Grateful and relieved, Johanna wandered about the house aimlessly for half an hour and finally found herself standing in front of Quentin’s door.

Her feet had carried her there without her brain’s participation. She knew why. Her mind was bursting with a thousand concerns she wanted to share with someone who would understand, her worries for May chief among them. She went to Quentin instinctively, as once she’d gone to her father.

He wasn’t her father. How could she even consider it, after the events of two nights ago? If she couldn’t treat him as a patient, far less could she confide in him as a peer. To do so would put them both in jeopardy.

Nor dared she tell him what had happened at the hotel, given his closeness to May. It was a grave shortcoming that she felt the need to confess her fears to him.

To what purpose? So that he might put his arms around her and tell her it would be all right, as she’d so glibly told May?

So that he might kiss her?

She shivered and rested her forehead against the wood of the door.

Johanna stood just outside. Quentin could smell her, hear her breathing, sense her agitation through the flimsy barrier of wood. It was the first and only time she’d sought him out since he’d gone to her room the night before; he’d made himself scarce, and she’d been busy with May.

Visiting with that new male doctor in town.

The hair rose on the back of his neck, and he smoothed it down with one hand.

Jealousy.
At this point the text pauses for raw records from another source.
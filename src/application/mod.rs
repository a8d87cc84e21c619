//! 应用层 - 用例编排
//!
//! 包含：
//! - ports: 六边形架构端口定义（ImageGenerator、ImageConverter、SessionRegistry）
//! - commands: 命令及处理器
//! - orchestrator: 外部触发的统一入口
//! - error: 应用层错误定义

pub mod commands;
pub mod error;
pub mod orchestrator;
pub mod ports;

// Re-exports
pub use commands::{
    ConvertImageCommand, GenerateImageCommand, GeneratedImage, RegenerateImageCommand,
    RetireResultCommand,
    // Handlers
    handlers::{ConvertImageHandler, GenerateImageHandler, RegenerateImageHandler, RetireResultHandler},
};

pub use error::ApplicationError;
pub use orchestrator::{CommandOrchestrator, OrchestratorConfig};

pub use ports::{
    // Image converter
    ConversionError,
    ConvertedImage,
    ImageConverterPort,
    // Image generator
    GenerationError,
    ImageGeneratorPort,
    // Session registry
    SessionError,
    SessionRegistryPort,
};
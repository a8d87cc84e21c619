//! Generation Handlers
//!
//! 成功时直接返回图像字节，元数据放在响应头中；失败时返回统一错误 JSON

use axum::{
    body::Body,
    extract::State,
    http::{header, StatusCode},
    response::Response,
    Json,
};
use serde::Deserialize;
use std::sync::Arc;
use uuid::Uuid;

use crate::application::{
    GenerateImageCommand, GeneratedImage, RegenerateImageCommand, RetireResultCommand,
};
use crate::domain::generation::ImageModel;
use crate::infrastructure::http::dto::{headers, ApiResponse, Empty};
use crate::infrastructure::http::error::ApiError;
use crate::infrastructure::http::state::AppState;

// ============================================================================
// DTOs
// ============================================================================

#[derive(Debug, Deserialize)]
pub struct GenerateRequest {
    pub prompt: String,
    #[serde(default)]
    pub model: Option<ImageModel>,
    pub requester_id: u64,
}

#[derive(Debug, Deserialize)]
pub struct RegenerateRequest {
    pub result_id: Uuid,
    pub actor_id: u64,
}

#[derive(Debug, Deserialize)]
pub struct RetireRequest {
    pub result_id: Uuid,
}

// ============================================================================
// Handlers
// ============================================================================

/// 生成图像
pub async fn generate_image(
    State(state): State<Arc<AppState>>,
    Json(req): Json<GenerateRequest>,
) -> Result<Response, ApiError> {
    let cmd = GenerateImageCommand {
        prompt: req.prompt,
        model: req.model,
        requester_id: req.requester_id,
    };

    let generated = state.orchestrator.on_generate(cmd).await?;
    image_response(generated)
}

/// 重新生成
pub async fn regenerate_image(
    State(state): State<Arc<AppState>>,
    Json(req): Json<RegenerateRequest>,
) -> Result<Response, ApiError> {
    let cmd = RegenerateImageCommand {
        result_id: req.result_id,
        actor_id: req.actor_id,
    };

    let generated = state.orchestrator.on_regenerate(cmd).await?;
    image_response(generated)
}

/// 移除重新生成入口
pub async fn retire_result(
    State(state): State<Arc<AppState>>,
    Json(req): Json<RetireRequest>,
) -> Result<Json<ApiResponse<Empty>>, ApiError> {
    state.orchestrator.on_retire(RetireResultCommand {
        result_id: req.result_id,
    })?;
    Ok(Json(ApiResponse::ok()))
}

fn image_response(generated: GeneratedImage) -> Result<Response, ApiError> {
    let format = image::guess_format(&generated.data).ok();
    let content_type = format
        .map(|f| f.to_mime_type())
        .unwrap_or("application/octet-stream");
    let extension = format
        .and_then(|f| f.extensions_str().first().copied())
        .unwrap_or("png");

    Response::builder()
        .status(StatusCode::OK)
        .header(header::CONTENT_TYPE, content_type)
        .header(header::CONTENT_LENGTH, generated.data.len())
        .header(
            header::CONTENT_DISPOSITION,
            format!("inline; filename=\"generated_image.{}\"", extension),
        )
        .header(headers::RESULT_ID, generated.result_id.to_string())
        .header(headers::SEED, generated.seed.to_string())
        .header(headers::MODEL, generated.model.as_str())
        .header(headers::ELAPSED_MS, generated.elapsed_ms)
        .header(headers::REGENERATED, generated.regenerated.to_string())
        .body(Body::from(generated.data))
        .map_err(|e| ApiError::Internal(format!("Failed to build response: {}", e)))
}
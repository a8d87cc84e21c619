//! Application Ports - 出站端口定义
//!
//! 定义应用层与基础设施层的抽象接口

mod image_converter;
mod image_generator;
mod session_registry;

pub use image_converter::{ConversionError, ConvertedImage, ImageConverterPort};
pub use image_generator::{GenerationError, ImageGeneratorPort};
pub use session_registry::{SessionError, SessionRegistryPort};
//! Conversion Command Handlers

use std::sync::Arc;

use crate::application::commands::convert_commands::ConvertImageCommand;
use crate::application::error::ApplicationError;
use crate::application::ports::{ConvertedImage, ImageConverterPort};
use crate::domain::conversion::{ConversionJob, LoopCount};

/// ConvertImage Handler - 用配置的帧时长和循环次数构造转换任务
pub struct ConvertImageHandler {
    converter: Arc<dyn ImageConverterPort>,
    frame_duration_ms: u32,
    repeat: LoopCount,
}

impl ConvertImageHandler {
    pub fn new(
        converter: Arc<dyn ImageConverterPort>,
        frame_duration_ms: u32,
        repeat: LoopCount,
    ) -> Self {
        Self {
            converter,
            frame_duration_ms,
            repeat,
        }
    }

    pub async fn handle(&self, cmd: ConvertImageCommand) -> Result<ConvertedImage, ApplicationError> {
        tracing::info!(
            file_name = %cmd.file_name,
            content_type = ?cmd.content_type,
            declared_size = cmd.declared_size,
            "Converting image to GIF"
        );

        let job = ConversionJob::new(cmd.data, cmd.content_type, cmd.declared_size, cmd.file_name)
            .with_frame_duration(self.frame_duration_ms)
            .with_repeat(self.repeat);

        let converted = self.converter.convert(job).await.map_err(|e| {
            tracing::warn!(error = %e, "GIF conversion failed");
            e
        })?;

        tracing::info!(
            file_name = %converted.file_name,
            size = converted.data.len(),
            width = converted.width,
            height = converted.height,
            "Image converted"
        );

        Ok(converted)
    }
}
//! Generation Context - 图像生成限界上下文
//!
//! 职责:
//! - 模型枚举
//! - 种子抽取
//! - Prompt 校验

mod errors;
mod value_objects;

pub use errors::GenerationDomainError;
pub use value_objects::{
    GenerationRequest, ImageModel, Prompt, Seed, MAX_PROMPT_CHARS, MAX_SEED,
};
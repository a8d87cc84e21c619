//! Session Registry Port - 重新生成会话的生命周期管理
//!
//! 进程内 result-id -> RegenerationSession 映射，具体实现在 infrastructure/memory 层。
//! 会话不持久化，进程重启后全部丢失。

use std::sync::Arc;
use thiserror::Error;
use uuid::Uuid;

use crate::domain::regeneration::RegenerationSession;

/// Session Registry 错误
#[derive(Debug, Error, PartialEq, Eq)]
pub enum SessionError {
    #[error("Session not found: {0}")]
    NotFound(Uuid),

    #[error("Session already exists: {0}")]
    AlreadyExists(Uuid),
}

/// Session Registry Port
pub trait SessionRegistryPort: Send + Sync {
    /// 注册新会话
    fn create(&self, session: RegenerationSession) -> Result<Arc<RegenerationSession>, SessionError>;

    /// 获取会话
    fn get(&self, id: Uuid) -> Result<Arc<RegenerationSession>, SessionError>;

    /// 撤销会话（重新生成入口被移除时调用）
    fn retire(&self, id: Uuid) -> Result<(), SessionError>;

    /// 获取空闲超过指定时长且不在 InFlight 的会话
    fn expired(&self, idle_timeout_secs: u64) -> Vec<Uuid>;

    /// 当前会话数
    fn len(&self) -> usize;

    fn is_empty(&self) -> bool {
        self.len() == 0
    }
}
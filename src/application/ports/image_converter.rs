//! Image Converter Port - 图片转 GIF 抽象
//!
//! 定义转换流水线的抽象接口：校验 -> 解码 -> RGBA 归一化 -> 编码 -> 大小检查

use async_trait::async_trait;
use thiserror::Error;

use crate::domain::conversion::ConversionJob;

/// 转换错误
#[derive(Debug, Clone, Error, PartialEq, Eq)]
pub enum ConversionError {
    #[error("Unsupported content type: {}", .0.as_deref().unwrap_or("unknown"))]
    UnsupportedContentType(Option<String>),

    #[error("Input too large: {size} bytes (limit {limit} bytes)")]
    InputTooLarge { size: u64, limit: u64 },

    #[error("Could not decode image: {0}")]
    Decode(String),

    #[error("Could not encode GIF: {0}")]
    Encode(String),

    #[error("Output too large: {size} bytes (limit {limit} bytes)")]
    OutputTooLarge { size: u64, limit: u64 },
}

/// 转换结果
#[derive(Debug, Clone)]
pub struct ConvertedImage {
    /// GIF 数据
    pub data: Vec<u8>,
    /// 输出文件名
    pub file_name: String,
    pub width: u32,
    pub height: u32,
    pub frame_count: usize,
}

/// Image Converter Port
#[async_trait]
pub trait ImageConverterPort: Send + Sync {
    /// 转换单张图片
    async fn convert(&self, job: ConversionJob) -> Result<ConvertedImage, ConversionError>;
}
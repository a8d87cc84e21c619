//! Imagebot - 聊天机器人图像功能核心
//!
//! 架构设计: DDD + Hexagonal Architecture
//!
//! 领域层 (domain/):
//! - Generation: prompt / model / seed 值对象
//! - Regeneration: 重新生成会话聚合（单飞守卫）
//! - Conversion: 图片转 GIF 任务
//!
//! 应用层 (application/):
//! - Ports: 端口定义（ImageGenerator, ImageConverter, SessionRegistry）
//! - Commands: 命令与处理器
//! - Orchestrator: 外部触发的统一入口
//!
//! 基础设施层 (infrastructure/):
//! - Adapters: HTTP 图像生成客户端, GIF 转换器
//! - Memory: SessionRegistry 内存实现
//! - Worker: SessionSweeper 过期会话回收
//! - HTTP: 聊天网关调用的触发接口

pub mod application;
pub mod config;
pub mod domain;
pub mod infrastructure;

pub use config::{load_config, AppConfig};
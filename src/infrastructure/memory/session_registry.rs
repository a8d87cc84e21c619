//! In-Memory Session Registry Implementation

use chrono::Utc;
use dashmap::DashMap;
use std::sync::Arc;
use uuid::Uuid;

use crate::application::ports::{SessionError, SessionRegistryPort};
use crate::domain::regeneration::{RegenerationSession, SessionState};

/// 内存会话注册表
pub struct InMemorySessionRegistry {
    sessions: DashMap<Uuid, Arc<RegenerationSession>>,
}

impl InMemorySessionRegistry {
    pub fn new() -> Self {
        Self {
            sessions: DashMap::new(),
        }
    }
}

impl Default for InMemorySessionRegistry {
    fn default() -> Self {
        Self::new()
    }
}

impl SessionRegistryPort for InMemorySessionRegistry {
    fn create(&self, session: RegenerationSession) -> Result<Arc<RegenerationSession>, SessionError> {
        let id = session.id();
        let session = Arc::new(session);
        match self.sessions.entry(id) {
            dashmap::mapref::entry::Entry::Occupied(_) => Err(SessionError::AlreadyExists(id)),
            dashmap::mapref::entry::Entry::Vacant(entry) => {
                entry.insert(session.clone());
                tracing::info!(result_id = %id, owner_id = session.owner_id(), "Session created");
                Ok(session)
            }
        }
    }

    fn get(&self, id: Uuid) -> Result<Arc<RegenerationSession>, SessionError> {
        self.sessions
            .get(&id)
            .map(|s| s.value().clone())
            .ok_or(SessionError::NotFound(id))
    }

    fn retire(&self, id: Uuid) -> Result<(), SessionError> {
        self.sessions
            .remove(&id)
            .map(|_| {
                tracing::info!(result_id = %id, "Session retired");
            })
            .ok_or(SessionError::NotFound(id))
    }

    fn expired(&self, idle_timeout_secs: u64) -> Vec<Uuid> {
        // 超出 chrono 可表示范围时，不可能有会话空闲这么久
        let Some(timeout) = i64::try_from(idle_timeout_secs)
            .ok()
            .and_then(chrono::Duration::try_seconds)
        else {
            return Vec::new();
        };
        let now = Utc::now();

        self.sessions
            .iter()
            .filter_map(|entry| {
                let session = entry.value();
                if session.state() == SessionState::Idle && session.idle_for(now) > timeout {
                    Some(*entry.key())
                } else {
                    None
                }
            })
            .collect()
    }

    fn len(&self) -> usize {
        self.sessions.len()
    }
}
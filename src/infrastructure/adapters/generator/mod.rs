//! Generator Adapter - 图像生成客户端实现

mod fake_image_generator;
mod http_image_generator;

pub use fake_image_generator::FakeImageGenerator;
pub use http_image_generator::*;
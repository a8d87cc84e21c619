//! HTTP Routes
//!
//! 聊天平台网关调用的触发接口
//!
//! API Endpoints:
//! - /api/ping               GET   健康检查
//! - /api/image/generate     POST  生成图像（成功时创建会话）
//! - /api/image/regenerate   POST  重新生成（单飞守卫）
//! - /api/image/retire       POST  移除重新生成入口
//! - /api/image/convert      POST  图片转 GIF（multipart）

use axum::{
    routing::{get, post},
    Router,
};
use std::sync::Arc;

use super::handlers;
use super::state::AppState;

/// 创建所有路由
pub fn create_routes() -> Router<Arc<AppState>> {
    Router::new().nest("/api", api_routes())
}

/// API 路由
fn api_routes() -> Router<Arc<AppState>> {
    Router::new()
        .route("/ping", get(handlers::ping))
        .nest("/image", image_routes())
}

/// Image 路由
fn image_routes() -> Router<Arc<AppState>> {
    Router::new()
        .route("/generate", post(handlers::generate_image))
        .route("/regenerate", post(handlers::regenerate_image))
        .route("/retire", post(handlers::retire_result))
        .route("/convert", post(handlers::convert_image))
}
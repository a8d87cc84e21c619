//! Configuration Module
//!
//! 提供应用配置管理功能，支持多层级配置来源：
//! - 环境变量（最高优先级）
//! - 配置文件（TOML 格式）
//! - 默认值（最低优先级）

mod loader;
mod types;

pub use loader::{load_config, load_config_from_path, print_config, ConfigError};
pub use types::{
    AppConfig, ConversionConfig, GcConfig, GeneratorConfig, LogConfig, ServerConfig,
};
//! Configuration Types
//!
//! 定义所有配置结构体

use serde::Deserialize;

use crate::domain::conversion::LoopCount;
use crate::domain::generation::ImageModel;

/// 应用主配置
#[derive(Debug, Clone, Default, Deserialize)]
pub struct AppConfig {
    /// 服务器配置
    #[serde(default)]
    pub server: ServerConfig,

    /// 图像生成服务配置
    #[serde(default)]
    pub generator: GeneratorConfig,

    /// 图片转换配置
    #[serde(default)]
    pub conversion: ConversionConfig,

    /// GC 配置
    #[serde(default)]
    pub gc: GcConfig,

    /// 日志配置
    #[serde(default)]
    pub log: LogConfig,
}

/// 服务器配置
#[derive(Debug, Clone, Deserialize)]
pub struct ServerConfig {
    /// 监听地址
    #[serde(default = "default_host")]
    pub host: String,

    /// 监听端口
    #[serde(default = "default_port")]
    pub port: u16,

    /// 请求体上限（字节），需大于 conversion.max_input_bytes
    #[serde(default = "default_max_body_bytes")]
    pub max_body_bytes: usize,
}

fn default_host() -> String {
    "0.0.0.0".to_string()
}

fn default_port() -> u16 {
    5060
}

fn default_max_body_bytes() -> usize {
    16 * 1024 * 1024
}

impl Default for ServerConfig {
    fn default() -> Self {
        Self {
            host: default_host(),
            port: default_port(),
            max_body_bytes: default_max_body_bytes(),
        }
    }
}

impl ServerConfig {
    /// 获取服务器地址
    pub fn addr(&self) -> String {
        format!("{}:{}", self.host, self.port)
    }
}

/// 图像生成服务配置
#[derive(Debug, Clone, Deserialize)]
pub struct GeneratorConfig {
    /// 生成服务基础 URL
    #[serde(default = "default_generator_url")]
    pub base_url: String,

    /// 请求超时时间（秒），0 表示不超时
    #[serde(default = "default_generator_timeout")]
    pub timeout_secs: u64,

    #[serde(default = "default_dimension")]
    pub width: u32,

    #[serde(default = "default_dimension")]
    pub height: u32,

    /// 未指定模型时使用
    /// 可选: flux, flux-pro, flux-cablyai
    #[serde(default)]
    pub default_model: ImageModel,
}

fn default_generator_url() -> String {
    "https://image.pollinations.ai".to_string()
}

fn default_generator_timeout() -> u64 {
    120
}

fn default_dimension() -> u32 {
    1024
}

impl Default for GeneratorConfig {
    fn default() -> Self {
        Self {
            base_url: default_generator_url(),
            timeout_secs: default_generator_timeout(),
            width: default_dimension(),
            height: default_dimension(),
            default_model: ImageModel::default(),
        }
    }
}

/// 图片转换配置
#[derive(Debug, Clone, Deserialize)]
pub struct ConversionConfig {
    /// 输入大小上限（字节）
    #[serde(default = "default_max_input_bytes")]
    pub max_input_bytes: u64,

    /// 输出大小上限（字节）
    #[serde(default = "default_max_output_bytes")]
    pub max_output_bytes: u64,

    /// 每帧显示时长（毫秒）
    #[serde(default = "default_frame_duration")]
    pub frame_duration_ms: u32,

    /// 循环次数，0 表示无限循环
    #[serde(default)]
    pub loop_count: u16,

    /// GIF 量化速度 1-30
    #[serde(default = "default_speed")]
    pub speed: i32,
}

fn default_max_input_bytes() -> u64 {
    8 * 1024 * 1024 // 8 MiB
}

fn default_max_output_bytes() -> u64 {
    10 * 1024 * 1024 // 10 MiB
}

fn default_frame_duration() -> u32 {
    100
}

fn default_speed() -> i32 {
    10
}

impl Default for ConversionConfig {
    fn default() -> Self {
        Self {
            max_input_bytes: default_max_input_bytes(),
            max_output_bytes: default_max_output_bytes(),
            frame_duration_ms: default_frame_duration(),
            loop_count: 0,
            speed: default_speed(),
        }
    }
}

impl ConversionConfig {
    pub fn repeat(&self) -> LoopCount {
        LoopCount::from_config(self.loop_count)
    }
}

/// GC（垃圾回收）配置
#[derive(Debug, Clone, Deserialize)]
pub struct GcConfig {
    /// 是否启用自动 GC
    #[serde(default = "default_gc_enabled")]
    pub enabled: bool,

    /// GC 间隔时间（秒）
    #[serde(default = "default_gc_interval")]
    pub interval_secs: u64,

    /// Session 过期时间（秒）
    #[serde(default = "default_session_expire")]
    pub session_expire_secs: u64,
}

fn default_gc_enabled() -> bool {
    true
}

fn default_gc_interval() -> u64 {
    3600 // 1 小时
}

fn default_session_expire() -> u64 {
    86400 // 24 小时
}

impl Default for GcConfig {
    fn default() -> Self {
        Self {
            enabled: default_gc_enabled(),
            interval_secs: default_gc_interval(),
            session_expire_secs: default_session_expire(),
        }
    }
}

/// 日志配置
#[derive(Debug, Clone, Deserialize)]
pub struct LogConfig {
    /// 日志级别
    #[serde(default = "default_log_level")]
    pub level: String,

    /// 是否启用 JSON 格式
    #[serde(default)]
    pub json: bool,
}

fn default_log_level() -> String {
    "info".to_string()
}

impl Default for LogConfig {
    fn default() -> Self {
        Self {
            level: default_log_level(),
            json: false,
        }
    }
}
//! Generation Context - Value Objects

use rand::Rng;
use serde::{Deserialize, Serialize};

use super::GenerationDomainError;

/// 种子上限（含）
pub const MAX_SEED: u32 = 999_999;

/// Prompt 最大字符数
pub const MAX_PROMPT_CHARS: usize = 2000;

/// 上游渲染模型
#[derive(Debug, Clone, Copy, PartialEq, Eq, Hash, Serialize, Deserialize, Default)]
#[serde(rename_all = "kebab-case")]
pub enum ImageModel {
    #[default]
    Flux,
    FluxPro,
    FluxCablyai,
}

impl ImageModel {
    pub const ALL: [ImageModel; 3] = [ImageModel::Flux, ImageModel::FluxPro, ImageModel::FluxCablyai];

    pub fn as_str(&self) -> &'static str {
        match self {
            ImageModel::Flux => "flux",
            ImageModel::FluxPro => "flux-pro",
            ImageModel::FluxCablyai => "flux-cablyai",
        }
    }
}

impl std::fmt::Display for ImageModel {
    fn fmt(&self, f: &mut std::fmt::Formatter<'_>) -> std::fmt::Result {
        f.write_str(self.as_str())
    }
}

impl std::str::FromStr for ImageModel {
    type Err = GenerationDomainError;

    fn from_str(s: &str) -> Result<Self, Self::Err> {
        match s.trim().to_lowercase().as_str() {
            "flux" => Ok(ImageModel::Flux),
            "flux-pro" => Ok(ImageModel::FluxPro),
            "flux-cablyai" => Ok(ImageModel::FluxCablyai),
            _ => Err(GenerationDomainError::UnknownModel(s.to_string())),
        }
    }
}

/// 随机种子
///
/// 每次生成都重新抽取，保证相同 prompt + model 也能得到不同的图
#[derive(Debug, Clone, Copy, PartialEq, Eq, Hash, Serialize, Deserialize)]
pub struct Seed(u32);

impl Seed {
    pub fn new(value: u32) -> Result<Self, GenerationDomainError> {
        if value > MAX_SEED {
            return Err(GenerationDomainError::SeedOutOfRange(value));
        }
        Ok(Self(value))
    }

    /// 从 `0..=MAX_SEED` 均匀抽取
    pub fn random() -> Self {
        Self(rand::thread_rng().gen_range(0..=MAX_SEED))
    }

    pub fn value(&self) -> u32 {
        self.0
    }
}

impl std::fmt::Display for Seed {
    fn fmt(&self, f: &mut std::fmt::Formatter<'_>) -> std::fmt::Result {
        write!(f, "{}", self.0)
    }
}

/// 用户输入的 prompt
#[derive(Debug, Clone, PartialEq, Eq, Serialize, Deserialize)]
pub struct Prompt(String);

impl Prompt {
    pub fn new(text: impl Into<String>) -> Result<Self, GenerationDomainError> {
        let text = text.into().trim().to_string();
        if text.is_empty() {
            return Err(GenerationDomainError::EmptyPrompt);
        }
        let chars = text.chars().count();
        if chars > MAX_PROMPT_CHARS {
            return Err(GenerationDomainError::PromptTooLong(chars));
        }
        Ok(Self(text))
    }

    pub fn as_str(&self) -> &str {
        &self.0
    }
}

impl std::fmt::Display for Prompt {
    fn fmt(&self, f: &mut std::fmt::Formatter<'_>) -> std::fmt::Result {
        f.write_str(&self.0)
    }
}

/// 一次生成尝试
///
/// 不变量: seed 在构造时独立抽取，不复用之前的请求
#[derive(Debug, Clone, PartialEq, Eq)]
pub struct GenerationRequest {
    pub prompt: Prompt,
    pub model: ImageModel,
    pub seed: Seed,
}

impl GenerationRequest {
    pub fn new(prompt: Prompt, model: ImageModel) -> Self {
        Self {
            prompt,
            model,
            seed: Seed::random(),
        }
    }
}

#[cfg(test)]
mod tests {
    use super::*;
    use std::collections::HashSet;

    #[test]
    fn test_model_names() {
        assert_eq!(ImageModel::default(), ImageModel::Flux);
        assert_eq!("flux-pro".parse::<ImageModel>().unwrap(), ImageModel::FluxPro);
        assert_eq!("FLUX-CablyAI".parse::<ImageModel>().unwrap(), ImageModel::FluxCablyai);
        assert!("dall-e".parse::<ImageModel>().is_err());
        for model in ImageModel::ALL {
            assert_eq!(model.as_str().parse::<ImageModel>().unwrap(), model);
        }
    }

    #[test]
    fn test_model_serde_names() {
        let json = serde_json::to_string(&ImageModel::FluxCablyai).unwrap();
        assert_eq!(json, "\"flux-cablyai\"");
        let model: ImageModel = serde_json::from_str("\"flux-pro\"").unwrap();
        assert_eq!(model, ImageModel::FluxPro);
    }

    #[test]
    fn test_seed_range() {
        assert!(Seed::new(MAX_SEED).is_ok());
        assert!(Seed::new(MAX_SEED + 1).is_err());
        for _ in 0..1000 {
            assert!(Seed::random().value() <= MAX_SEED);
        }
    }

    #[test]
    fn test_requests_draw_fresh_seeds() {
        let prompt = Prompt::new("a red circle").unwrap();
        let seeds: HashSet<u32> = (0..50)
            .map(|_| GenerationRequest::new(prompt.clone(), ImageModel::Flux).seed.value())
            .collect();
        assert!(seeds.len() > 1);
    }

    #[test]
    fn test_prompt_validation() {
        assert_eq!(Prompt::new("  a cat  ").unwrap().as_str(), "a cat");
        assert!(Prompt::new("   ").is_err());
        assert!(Prompt::new("x".repeat(MAX_PROMPT_CHARS + 1)).is_err());
    }
}
//! Conversion Handlers

use axum::{
    body::Body,
    extract::{multipart::MultipartError, Multipart, State},
    http::{header, StatusCode},
    response::Response,
};
use std::sync::Arc;

use crate::application::{ApplicationError, ConvertImageCommand};
use crate::infrastructure::http::error::ApiError;
use crate::infrastructure::http::state::AppState;

/// 图片转 GIF
///
/// multipart 字段:
/// - `file`: 附件内容（文件名与 content type 取自该字段）
/// - `size`: 可选，附件声明的大小；缺省时使用实际字节数。
///   超过输入上限时立即拒绝，`size` 在 `file` 之前时不会读取附件
pub async fn convert_image(
    State(state): State<Arc<AppState>>,
    mut multipart: Multipart,
) -> Result<Response, ApiError> {
    let mut file: Option<(String, Option<String>, Vec<u8>)> = None;
    let mut declared_size: Option<u64> = None;

    let limit = state.max_input_bytes;

    while let Some(field) = multipart
        .next_field()
        .await
        .map_err(|e| multipart_error(e, limit, "Failed to read multipart field"))?
    {
        let field_name = field.name().unwrap_or_default().to_string();

        match field_name.as_str() {
            "file" => {
                let file_name = field.file_name().unwrap_or("image").to_string();
                let content_type = field.content_type().map(|s| s.to_string());
                let data = field
                    .bytes()
                    .await
                    .map_err(|e| multipart_error(e, limit, "Failed to read file"))?
                    .to_vec();
                file = Some((file_name, content_type, data));
            }
            "size" => {
                let text = field
                    .text()
                    .await
                    .map_err(|e| multipart_error(e, limit, "Failed to read size"))?;
                let size: u64 = text.trim().parse().map_err(|_| {
                    ApiError::BadRequest(format!("Invalid size: {}", text.trim()))
                })?;
                if size > limit {
                    return Err(ApplicationError::InputTooLarge { size, limit }.into());
                }
                declared_size = Some(size);
            }
            _ => {}
        }
    }

    let (file_name, content_type, data) =
        file.ok_or_else(|| ApiError::BadRequest("Image file is required".to_string()))?;
    let declared_size = declared_size.unwrap_or(data.len() as u64);

    let converted = state
        .orchestrator
        .on_convert(ConvertImageCommand {
            file_name,
            content_type,
            declared_size,
            data,
        })
        .await?;

    Response::builder()
        .status(StatusCode::OK)
        .header(header::CONTENT_TYPE, "image/gif")
        .header(header::CONTENT_LENGTH, converted.data.len())
        .header(
            header::CONTENT_DISPOSITION,
            format!(
                "attachment; filename=\"{}\"",
                header_safe_file_name(&converted.file_name)
            ),
        )
        .body(Body::from(converted.data))
        .map_err(|e| ApiError::Internal(format!("Failed to build response: {}", e)))
}

/// 超出请求体上限时 multipart 读取失败，状态码为 413
fn multipart_error(err: MultipartError, limit: u64, context: &str) -> ApiError {
    if err.status() == StatusCode::PAYLOAD_TOO_LARGE {
        ApiError::PayloadTooLarge(format!(
            "Upload too large (limit {} bytes): {}",
            limit,
            err.body_text()
        ))
    } else {
        ApiError::BadRequest(format!("{}: {}", context, err.body_text()))
    }
}

/// 响应头只能携带可见 ASCII，其余字符替换为 `_`
fn header_safe_file_name(name: &str) -> String {
    name.chars()
        .map(|c| if (c.is_ascii_graphic() && c != '"') || c == ' ' { c } else { '_' })
        .collect()
}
Wasn’t that what had sent him to invade Johanna’s most private sanctum? Johanna had returned from town that day with a spring in her step and eyes alight with pleasure. Quentin had watched her, reluctant to go too near because of the potency of his feelings. Afraid to trust himself around her.

Jealousy. Oh, he’d denied it vehemently to himself. He knew nothing of this Bolkonsky beyond his name and what little Mrs. Daugherty had told him. He was no physician to share Johanna’s professional life and interests. He had no claim on her—none that extended beyond his imagination. But he had entered her room, uninvited, as no gentleman would do. That was where the memories became confused.

Just like before, as if some outside force had snatched control of his mind and body, he could recall only scraps of conversation—enough to know that he’d behaved badly. Enough to send him slinking from her room in shame, and avoid her thereafter.

What he remembered with painful intensity was arousal—overwhelming, single-minded lust—and the sight of Johanna’s naked body.

All it took was that one memory, and he felt as he had then. He spread his hand against the door as if he could touch her flesh. Mold it between his hands. Kiss it in a thousand ways and a thousand places.